USA: Auch die Trucker in Washington geben ein Beispiel für die Einheit
Ähnlich ist das Framing der New York Times für den US-amerikanischen Truckerprotest, der nicht nur Anti-Covid-Protest sei, sondern daneben auch Einblicke über die amerikanische Rechte biete. Aber ist das ein Wunder, wenn die US-Demokraten – ähnlich wie Linke, „Liberale“ und Grüne in Europa und anderswo – sich fast ausschließlich als „Maßnahmen-Partei“ verstehen und präsentieren? Damit öffnet sich ganz automatisch eine Tür für ein Bündnis zwischen Maßnahmen-Protest und der konservativen (oder einer neu entstehenden) Opposition.
Das Lager der Trucker in Hagerstown (Maryland) direkt vor den Toren Washingtons wird derweil zum Ort eines Happenings, vielleicht auch der Folklore. Einige Trucker haben sich in die Hauptstadt getraut und werden dort von ihren Gegnern zum Teil wüst beschimpft. Die derart angegriffenen Trucker reagierten nicht nur gelassen und verwundert über die Aggression, sondern sogar herzlich, und wünschten dem Mann, dass der Rest seines Tags hoffentlich besser würde.
Die Polizei versucht noch immer, Einfallstraßen in die Hauptstadt zu blockieren, und könnte damit selbst zum Verkehrsstau beitragen.
In New York setzen sich die „Restaurant-Proteste“ gegen Gastwirte fort, die Impfnachweise einfordern, obwohl keine gesetzliche Notwendigkeit dazu besteht.
„Nein zum Mobilitätspass“ auch in Chile
Auch in Südamerika beginnen sich Covid-Pass-Proteste zu beleben, so in Uruguay und Chile, dort unter dem Slogan: „Es ist nicht für deine Gesundheit, es ist Kontrolle und Korruption. Nein zum Mobilitätspass“. Ein Polizeieinsatz folgte, bei dem ein Demonstrant bewusstlos zu Boden ging.

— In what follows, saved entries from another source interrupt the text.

//! The planar [`Vector`] value type.
//!
//! Every operation takes vectors by value and returns a new one; nothing is mutated in
//! place. Equality is exact component-wise `f32` equality, use [`Vector::near`] when a
//! tolerance is needed.
//!
//! # Example
//! ```
//! use rvec::library::{vec, Vector};
//!
//! let v = vec(3.0, 4.0);
//! assert_eq!(v.length(), 5.0);
//! assert_eq!(v - v, Vector::ZERO);
//! ```

use std::fmt;
use std::ops::{Add, Mul, Neg, Sub};

use super::scalar::clamp;

/// Added to the length in [`Vector::normalize`]. It has to be the smallest *normal* float:
/// the reciprocal of the smallest subnormal overflows to infinity and would turn a zero
/// vector into NaN.
const NORMALIZE_EPSILON: f32 = f32::MIN_POSITIVE;

/// Angular separation (radians) below which [`Vector::slerp`] falls back to a linear blend.
const SLERP_LINEAR_THRESHOLD: f64 = 1e-3;

/// A point or displacement in the plane.
#[derive(Copy, Clone, Debug, Default, PartialEq)]
pub struct Vector {
    pub x: f32,
    pub y: f32,
}

/// Shorthand for [`Vector::new`].
pub const fn vec(x: f32, y: f32) -> Vector {
    Vector::new(x, y)
}

impl Vector {
    pub const ZERO: Vector = Vector::new(0.0, 0.0);

    pub const fn new(x: f32, y: f32) -> Self {
        Vector { x, y }
    }

    /// Unit vector pointing at `theta` radians, usable as a rotor for [`Vector::rotate`].
    pub fn for_angle(theta: f32) -> Self {
        Vector::new(theta.cos(), theta.sin())
    }

    pub fn scale(self, s: f32) -> Self {
        Vector::new(self.x * s, self.y * s)
    }

    pub fn dot(self, other: Self) -> f32 {
        self.x * other.x + self.y * other.y
    }

    /// Z component of the 3D cross product of the two vectors lifted into the plane.
    /// Positive when `other` is counter-clockwise from `self`.
    pub fn cross(self, other: Self) -> f32 {
        self.x * other.y - self.y * other.x
    }

    /// Rotated 90° counter-clockwise.
    pub fn perp(self) -> Self {
        Vector::new(-self.y, self.x)
    }

    /// Rotated 90° clockwise.
    pub fn reverse_perp(self) -> Self {
        Vector::new(self.y, -self.x)
    }

    /// Orthogonal projection of `self` onto `onto`.
    ///
    /// `onto` must not be the zero vector; that case divides by zero and yields NaN.
    pub fn project(self, onto: Self) -> Self {
        onto * (self.dot(onto) / onto.dot(onto))
    }

    /// Angle from the positive x axis, in `(-π, π]`.
    pub fn to_angle(self) -> f32 {
        self.y.atan2(self.x)
    }

    /// Rotates `self` by the unit rotor `other`, multiplying them as complex numbers.
    pub fn rotate(self, other: Self) -> Self {
        Vector::new(
            self.x * other.x - self.y * other.y,
            self.x * other.y + self.y * other.x,
        )
    }

    /// Inverse of [`Vector::rotate`]: rotates by the conjugate of `other`.
    pub fn unrotate(self, other: Self) -> Self {
        Vector::new(
            self.x * other.x + self.y * other.y,
            self.y * other.x - self.x * other.y,
        )
    }

    pub fn length_sq(self) -> f32 {
        self.dot(self)
    }

    pub fn length(self) -> f32 {
        self.length_sq().sqrt()
    }

    /// Unit vector in the direction of `self`. A zero vector stays zero.
    pub fn normalize(self) -> Self {
        self * (1.0 / (self.length() + NORMALIZE_EPSILON))
    }

    pub fn distance(self, other: Self) -> f32 {
        (self - other).length()
    }

    pub fn distance_sq(self, other: Self) -> f32 {
        (self - other).length_sq()
    }

    /// True when `other` is strictly closer than `d`.
    pub fn near(self, other: Self, d: f32) -> bool {
        self.distance_sq(other) < d * d
    }

    /// Shortens `self` to `max_len` if it is longer, otherwise returns it unchanged.
    pub fn clamp_length(self, max_len: f32) -> Self {
        if self.dot(self) > max_len * max_len {
            self.normalize() * max_len
        } else {
            self
        }
    }

    /// Linear interpolation. `t` outside `[0, 1]` extrapolates.
    pub fn lerp(self, other: Self, t: f32) -> Self {
        self * (1.0 - t) + other * t
    }

    /// Moves toward `other` by at most `d`. Lands exactly on `other` once it is within reach.
    pub fn lerp_const(self, other: Self, d: f32) -> Self {
        let delta = other - self;
        if delta.length_sq() <= d * d {
            return other;
        }
        self + delta.clamp_length(d)
    }

    /// Spherical linear interpolation of direction.
    ///
    /// Vectors less than a milliradian apart are blended with [`Vector::lerp`] instead,
    /// where dividing by `sin(omega)` stops being stable.
    ///
    /// # Preconditions
    ///
    /// `self` and `other` must not point in opposite directions. At `omega = π` the sine
    /// in the denominator is rounding noise and the result is meaningless, e.g.
    /// `(1, 0).slerp((-1, 0), 0.5)` collapses to the origin.
    pub fn slerp(self, other: Self, t: f32) -> Self {
        let omega = f64::from(self.cos_between(other)).acos();
        if omega < SLERP_LINEAR_THRESHOLD {
            return self.lerp(other, t);
        }

        let denom = 1.0 / omega.sin();
        let from = (f64::from(1.0 - t) * omega).sin() * denom;
        let to = (f64::from(t) * omega).sin() * denom;
        self * from as f32 + other * to as f32
    }

    /// Slerps toward `other` by at most `max_angle` radians.
    ///
    /// Returns `self` unchanged when the two already point the same way. Opposite
    /// directions are degenerate, see [`Vector::slerp`].
    pub fn slerp_const(self, other: Self, max_angle: f32) -> Self {
        let omega = self.cos_between(other).acos();
        if omega == 0.0 {
            return self;
        }
        self.slerp(other, max_angle.min(omega) / omega)
    }

    /// Cosine of the angle between the two directions, clamped for `acos`.
    fn cos_between(self, other: Self) -> f32 {
        clamp(self.normalize().dot(other.normalize()), -1.0, 1.0)
    }
}

impl fmt::Display for Vector {
    fn fmt(&self, f: &mut fmt::Formatter<'_>) -> fmt::Result {
        write!(f, "{:.6},{:.6}", self.x, self.y)
    }
}

impl From<[f32; 2]> for Vector {
    fn from(values: [f32; 2]) -> Self {
        Vector::new(values[0], values[1])
    }
}

impl From<Vector> for [f32; 2] {
    fn from(v: Vector) -> Self {
        [v.x, v.y]
    }
}

// Screen and grid coordinates usually arrive as integers.
impl From<(i32, i32)> for Vector {
    fn from((x, y): (i32, i32)) -> Self {
        Vector::new(x as f32, y as f32)
    }
}

impl Add for Vector {
    type Output = Self;

    fn add(self, other: Self) -> Self {
        Vector::new(self.x + other.x, self.y + other.y)
    }
}

impl Sub for Vector {
    type Output = Self;

    fn sub(self, other: Self) -> Self {
        Vector::new(self.x - other.x, self.y - other.y)
    }
}

impl Neg for Vector {
    type Output = Self;

    fn neg(self) -> Self {
        Vector::new(-self.x, -self.y)
    }
}

impl Mul<f32> for Vector {
    type Output = Self;

    fn mul(self, s: f32) -> Self {
        self.scale(s)
    }
}

impl Mul<Vector> for f32 {
    type Output = Vector;

    fn mul(self, v: Vector) -> Vector {
        v.scale(self)
    }
}

#[cfg(test)]
mod tests {
    use std::f32::consts::{FRAC_PI_2, PI};

    use approx::{abs_diff_eq, assert_relative_eq};
    use quickcheck::{Arbitrary, Gen};

    use super::*;

    impl Arbitrary for Vector {
        fn arbitrary(g: &mut Gen) -> Self {
            // `Arbitrary` for floats produces NaN and the infinities, so build the
            // components from bounded integers instead.
            let (x, y): (i16, i16) = Arbitrary::arbitrary(g);
            Vector::new(f32::from(x) / 16.0, f32::from(y) / 16.0)
        }
    }

    fn vector_eq(a: Vector, b: Vector, epsilon: f32) -> bool {
        abs_diff_eq!(a.x, b.x, epsilon = epsilon) && abs_diff_eq!(a.y, b.y, epsilon = epsilon)
    }

    #[test]
    fn construction() {
        assert_eq!(vec(1.5, -2.0), Vector { x: 1.5, y: -2.0 });
        assert_eq!(Vector::from((3, -4)), vec(3.0, -4.0));
        assert_eq!(Vector::from([0.5, 0.25]), vec(0.5, 0.25));
        assert_eq!(<[f32; 2]>::from(vec(7.0, 8.0)), [7.0, 8.0]);
        assert_eq!(Vector::default(), Vector::ZERO);
    }

    #[test]
    fn display_six_decimals() {
        assert_eq!(vec(3.0, -4.5).to_string(), "3.000000,-4.500000");
    }

    #[test]
    fn three_four_five() {
        assert_eq!(vec(3.0, 4.0).length(), 5.0);
        assert_eq!(vec(3.0, 4.0).length_sq(), 25.0);
    }

    #[test]
    fn dot_and_cross_of_axes() {
        let x = vec(1.0, 0.0);
        let y = vec(0.0, 1.0);
        assert_eq!(x.dot(y), 0.0);
        assert_eq!(x.cross(y), 1.0);
        assert_eq!(y.cross(x), -1.0);
    }

    #[test]
    fn operators() {
        let a = vec(1.0, 2.0);
        let b = vec(3.0, -4.0);
        assert_eq!(a + b, vec(4.0, -2.0));
        assert_eq!(a - b, vec(-2.0, 6.0));
        assert_eq!(-a, vec(-1.0, -2.0));
        assert_eq!(a * 2.0, vec(2.0, 4.0));
        assert_eq!(2.0 * a, vec(2.0, 4.0));
        assert_eq!(a.scale(-1.0), -a);
    }

    #[test]
    fn perpendiculars() {
        let a = vec(2.0, 1.0);
        assert_eq!(a.perp(), vec(-1.0, 2.0));
        assert_eq!(a.reverse_perp(), vec(1.0, -2.0));
        assert_eq!(a.perp().reverse_perp(), a);
        assert_eq!(a.cross(a.perp()), a.length_sq());
    }

    #[test]
    fn project_onto_axis() {
        assert_eq!(vec(3.0, 4.0).project(vec(2.0, 0.0)), vec(3.0, 0.0));
        assert_eq!(vec(3.0, 4.0).project(vec(0.0, -1.0)), vec(0.0, 4.0));
    }

    #[test]
    fn project_onto_zero_is_nan() {
        let p = vec(3.0, 4.0).project(Vector::ZERO);
        assert!(p.x.is_nan() && p.y.is_nan());
    }

    #[test]
    fn angles() {
        assert_eq!(vec(1.0, 0.0).to_angle(), 0.0);
        assert_relative_eq!(vec(0.0, 2.0).to_angle(), FRAC_PI_2);
        assert_relative_eq!(vec(-1.0, 0.0).to_angle(), PI);
        assert_relative_eq!(vec(0.0, -1.0).to_angle(), -FRAC_PI_2);
    }

    #[test]
    fn rotate_by_quarter_turn() {
        let r = vec(1.0, 2.0).rotate(vec(0.0, 1.0));
        assert_eq!(r, vec(-2.0, 1.0));
        assert_eq!(r.unrotate(vec(0.0, 1.0)), vec(1.0, 2.0));
    }

    #[test]
    fn normalize_lengths() {
        assert_relative_eq!(vec(3.0, 4.0).normalize().length(), 1.0);
        assert_eq!(vec(-2.0, 0.0).normalize(), vec(-1.0, 0.0));
    }

    #[test]
    fn normalize_zero_is_zero() {
        let n = Vector::ZERO.normalize();
        assert!(n.x.is_finite() && n.y.is_finite());
        assert_eq!(n, Vector::ZERO);
        assert_eq!(n.length(), 0.0);
    }

    #[test]
    fn normalize_tiny_is_finite() {
        let n = vec(1e-30, -1e-30).normalize();
        assert!(n.x.is_finite() && n.y.is_finite());
    }

    #[test]
    fn distances() {
        assert_eq!(vec(1.0, 1.0).distance(vec(4.0, 5.0)), 5.0);
        assert_eq!(vec(1.0, 1.0).distance_sq(vec(4.0, 5.0)), 25.0);
    }

    #[test]
    fn near_is_strict() {
        assert!(!Vector::ZERO.near(vec(1.0, 0.0), 1.0));
        assert!(Vector::ZERO.near(vec(0.5, 0.0), 1.0));
    }

    #[test]
    fn clamp_length_scales_down() {
        let c = vec(3.0, 4.0).clamp_length(2.0);
        assert_relative_eq!(c.x, 1.2, epsilon = 1e-6);
        assert_relative_eq!(c.y, 1.6, epsilon = 1e-6);
        assert_eq!(vec(3.0, 4.0).clamp_length(5.0), vec(3.0, 4.0));
    }

    #[test]
    fn lerp_midpoint() {
        assert_eq!(Vector::ZERO.lerp(vec(10.0, 0.0), 0.5), vec(5.0, 0.0));
        assert_eq!(Vector::ZERO.lerp(vec(10.0, 0.0), 1.5), vec(15.0, 0.0));
    }

    #[test]
    fn lerp_const_steps() {
        let a = Vector::ZERO;
        let b = vec(10.0, 0.0);
        assert_relative_eq!(a.lerp_const(b, 3.0).x, 3.0, epsilon = 1e-5);
        assert_eq!(a.lerp_const(b, 3.0).y, 0.0);
        assert_eq!(a.lerp_const(b, 10.0), b);
        assert_eq!(a.lerp_const(b, 25.0), b);
    }

    #[test]
    fn lerp_const_lands_on_inexact_target() {
        let a = vec(0.37, 0.1);
        let b = vec(13.1, 0.013);
        assert_eq!(a.lerp_const(b, 1e9), b);
    }

    #[test]
    fn slerp_quarter_turn() {
        let a = vec(1.0, 0.0);
        let b = vec(0.0, 1.0);
        let start = a.slerp(b, 0.0);
        let end = a.slerp(b, 1.0);
        let mid = a.slerp(b, 0.5);
        assert!(vector_eq(start, a, 1e-6));
        assert!(vector_eq(end, b, 1e-6));
        assert_relative_eq!(mid.x, std::f32::consts::FRAC_1_SQRT_2, epsilon = 1e-6);
        assert_relative_eq!(mid.y, std::f32::consts::FRAC_1_SQRT_2, epsilon = 1e-6);
        assert_relative_eq!(mid.length(), 1.0, epsilon = 1e-6);
    }

    #[test]
    fn slerp_keeps_unit_length_along_arc() {
        let a = vec(1.0, 0.0);
        let b = Vector::for_angle(2.0);
        for i in 0..=10 {
            let t = i as f32 / 10.0;
            let s = a.slerp(b, t);
            assert_relative_eq!(s.length(), 1.0, epsilon = 1e-5);
            assert_relative_eq!(s.to_angle(), 2.0 * t, epsilon = 1e-5);
        }
    }

    #[test]
    fn slerp_near_parallel_is_lerp() {
        let a = vec(3.0, 0.0);
        let b = vec(5.0, 0.001);
        assert_eq!(a.slerp(b, 0.3), a.lerp(b, 0.3));
        assert_eq!(a.slerp(a * 2.0, 0.5), a.lerp(a * 2.0, 0.5));
    }

    #[test]
    fn slerp_const_limits_turn() {
        let a = vec(1.0, 0.0);
        let b = vec(0.0, 1.0);
        let s = a.slerp_const(b, 0.1);
        assert_relative_eq!(s.to_angle(), 0.1, epsilon = 1e-5);
        assert_relative_eq!(s.length(), 1.0, epsilon = 1e-5);
        assert!(vector_eq(a.slerp_const(b, 3.0), b, 1e-6));
    }

    #[test]
    fn slerp_const_same_direction_is_identity() {
        let a = vec(1.0, 0.0);
        assert_eq!(a.slerp_const(a, 0.5), a);
        assert_eq!(a.slerp_const(vec(4.0, 0.0), 0.5), a);
    }

    #[quickcheck]
    fn add_neg_is_zero(a: Vector) -> bool {
        a + -a == Vector::ZERO && a - a == Vector::ZERO
    }

    #[quickcheck]
    fn dot_commutes(a: Vector, b: Vector) -> bool {
        a.dot(b) == b.dot(a)
    }

    #[quickcheck]
    fn cross_anticommutes(a: Vector, b: Vector) -> bool {
        a.cross(b) == -b.cross(a) && a.cross(a) == 0.0
    }

    #[quickcheck]
    fn double_perp_is_neg(a: Vector) -> bool {
        a.perp().perp() == -a
    }

    #[quickcheck]
    fn rotate_round_trip(a: Vector, theta: i16) -> bool {
        let rotor = Vector::for_angle(f32::from(theta) / 100.0);
        vector_eq(a.rotate(rotor).unrotate(rotor), a, 1e-2)
    }

    #[quickcheck]
    fn lerp_hits_endpoints(a: Vector, b: Vector) -> bool {
        a.lerp(b, 0.0) == a && a.lerp(b, 1.0) == b
    }

    #[quickcheck]
    fn lerp_is_monotone(a: Vector, b: Vector) -> bool {
        let total = a.distance(b);
        let mut last = 0.0;
        (0..=8).all(|i| {
            let d = a.distance(a.lerp(b, i as f32 / 8.0));
            let ok = d + 1e-2 >= last && d <= total + 1e-2;
            last = d;
            ok
        })
    }

    #[quickcheck]
    fn lerp_const_never_overshoots(a: Vector, b: Vector, d: u16) -> bool {
        let d = f32::from(d) / 16.0;
        let r = a.lerp_const(b, d);
        a.distance(r) <= d + 1e-2 && r.distance(b) <= a.distance(b) + 1e-2
    }

    #[quickcheck]
    fn lerp_const_within_reach_is_exact(a: Vector, b: Vector) -> bool {
        a.lerp_const(b, a.distance(b) + 1.0) == b
    }

    #[quickcheck]
    fn clamp_length_bounds(a: Vector, l: u16) -> bool {
        let l = f32::from(l) / 16.0;
        let c = a.clamp_length(l);
        let short_unchanged = a.length_sq() > l * l || c == a;
        c.length() <= l * (1.0 + 1e-5) + 1e-3 && short_unchanged
    }

    #[quickcheck]
    fn slerp_hits_endpoints(a: Vector, b: Vector) -> bool {
        if a == Vector::ZERO || b == Vector::ZERO {
            return true;
        }
        let tolerance = 1e-3 * (1.0 + a.length().max(b.length()));
        vector_eq(a.slerp(b, 0.0), a, tolerance) && vector_eq(a.slerp(b, 1.0), b, tolerance)
    }
}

Auch in Taiwan breitet sich eine Protestbewegung aus, die sicher noch in den Kinderschuhen steckt.
Australien und Neuseeland: Protest in zahlreichen Städten
In Melbourne, das im letzten Jahr eine Insolvenzwelle erlebte und langsam aus dem selbstauferlegten Lockdown der Bürger erwacht, waren erneut Hunderte auf der Straße. Auch der Protest in der Hauptstadt Canberra bleibt lebendig. Aus Cairns im nördlichen Bundesstaat Queensland wird ebenfalls von neuen Freiheitsmärschen berichtet. Die Demonstranten hielten Schilder wie „Liebe, Ehre, Wahrheit, Zustimmung, Mitgefühl“ oder auch „Die ganze Wahrheit“ hoch.
Auch in Neuseeland wird die Frage nach den politischen Auswirkungen der Proteste auf kommende Wahlen gestellt. Ein Drittel der Neuseeländer ist demnach gegen eine Impfpflicht, ein Viertel unterstützte den 23-tägigen Protest am nationalen Parlament. Der frühere Parlamentsabgeordnete Matt King trat aus der ländlich-agrarisch orientierten National Party aus und gründete die Partei DemocracyNZ, die den Bürgern eine Stimme geben will. Auch konservative Politiker und Bürgerinitiativen haben sich mit den Protesten solidarisiert oder gar geholfen, sie zu organisieren.
Premierministerin Jacinda Ardern rechtfertigte sich für die Aussetzung des Impfpasses in Neuseeland, aber hielt auch fest, dass er in der Zukunft erneut als opportunes Mittel zum Einsatz kommen könnte.